**Try it:** Count the lines holding the string "PortfolioRecord" in the records, and give only the count.

Dataset records:
++++++++++
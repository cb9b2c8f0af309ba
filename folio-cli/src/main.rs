use std::path::{Path, PathBuf};

use anyhow::{anyhow, Context, Result};
use clap::{Parser, Subcommand};
use strum::IntoEnumIterator;
use tracing::{info, Level};
use tracing_subscriber::EnvFilter;

use folio::common::write_string_to_file;
use folio::export::renderer;
use folio::{DirectorySink, ExportConfig, ExportService, PortfolioDraft, PortfolioRecord, ThemeId};

#[derive(Parser)]
#[clap(author, version, about)]
struct Cli {
    #[clap(short, long, global = true)]
    log_level: Option<String>,
    /// Export settings (TOML)
    #[clap(short, long, global = true, default_value = "folio.toml")]
    config: PathBuf,
    #[clap(subcommand)]
    command: Commands,
}

#[derive(Subcommand)]
enum Commands {
    /// Generate a project and save it as a zip archive
    Export {
        #[clap(short, long)]
        input: PathBuf,
        #[clap(short, long)]
        theme: Option<ThemeId>,
        #[clap(short, long, default_value = ".")]
        output: PathBuf,
        #[clap(short, long)]
        filename: Option<String>,
    },
    /// Write the generated project tree to a directory
    Render {
        #[clap(short, long)]
        input: PathBuf,
        #[clap(short, long)]
        theme: Option<ThemeId>,
        #[clap(short, long)]
        dir: PathBuf,
    },
    /// List the available themes
    Themes,
    /// Write a starter portfolio record
    Init {
        #[clap(short, long)]
        output: PathBuf,
    },
    /// Print a shared section template
    Template { section: String },
}

#[tokio::main]
async fn main() -> Result<()> {
    let args = Cli::parse();
    setup_logging(&args.log_level);

    match args.command {
        Commands::Export {
            input,
            theme,
            output,
            filename,
        } => {
            let service = ExportService::new(ExportConfig::load(Some(args.config.as_path()))?);
            let draft = load_draft(&input)?;
            let sink = DirectorySink::new(output);
            let saved = service
                .export(&draft, theme, &sink, filename.as_deref())
                .await?;
            info!("Exported {} ({} bytes)", saved.filename, saved.bytes);
            if let Some(location) = saved.location {
                println!("{}", location.display());
            }
        }
        Commands::Render { input, theme, dir } => {
            let service = ExportService::new(ExportConfig::load(Some(args.config.as_path()))?);
            let draft = load_draft(&input)?;
            let files = service.generate(&draft, theme)?;
            for (path, content) in &files {
                write_string_to_file(&dir.join(path), content)
                    .with_context(|| format!("Failed to write {}", path))?;
            }
            info!("Rendered {} files into {:?}", files.len(), dir);
        }
        Commands::Themes => {
            for theme in ThemeId::iter() {
                let descriptor = theme.descriptor();
                let marker = if theme == ThemeId::CANONICAL {
                    " (default)"
                } else {
                    ""
                };
                println!(
                    "{:<10} {:<28} {}{}",
                    theme,
                    descriptor.package_suffix(),
                    descriptor.label,
                    marker
                );
            }
        }
        Commands::Init { output } => {
            info!("Initializing portfolio record: {:?}", output);
            let record = PortfolioRecord::starter();
            let serialized = if is_yaml(&output) {
                serde_yaml::to_string(&record)?
            } else {
                serde_json::to_string_pretty(&record)?
            };
            write_string_to_file(&output, &serialized)?;
        }
        Commands::Template { section } => match renderer::section_template(&section) {
            Ok(template) => print!("{}", template),
            Err(_) => {
                return Err(anyhow!(
                    "Unknown section '{}', expected one of: {}",
                    section,
                    renderer::section_names().join(", ")
                ))
            }
        },
    }

    Ok(())
}

fn is_yaml(path: &Path) -> bool {
    matches!(
        path.extension().and_then(|ext| ext.to_str()),
        Some("yaml") | Some("yml")
    )
}

fn load_draft(path: &Path) -> Result<PortfolioDraft> {
    let source =
        std::fs::read_to_string(path).with_context(|| format!("Failed to read {:?}", path))?;
    let draft = if is_yaml(path) {
        serde_yaml::from_str(&source).with_context(|| format!("Invalid YAML in {:?}", path))?
    } else {
        serde_json::from_str(&source).with_context(|| format!("Invalid JSON in {:?}", path))?
    };
    Ok(draft)
}

fn setup_logging(log_level: &Option<String>) {
    let log_level = match log_level
        .as_ref()
        .unwrap_or(&"info".to_string())
        .to_lowercase()
        .as_str()
    {
        "trace" => Level::TRACE,
        "debug" => Level::DEBUG,
        "info" => Level::INFO,
        "warn" => Level::WARN,
        "error" => Level::ERROR,
        _ => Level::INFO,
    };

    tracing_subscriber::fmt()
        .with_env_filter(EnvFilter::new(format!("handlebars=off,{}", log_level)))
        .with_writer(std::io::stderr)
        .without_time()
        .init();
}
++++++++++
**Answer for this exercise:** 2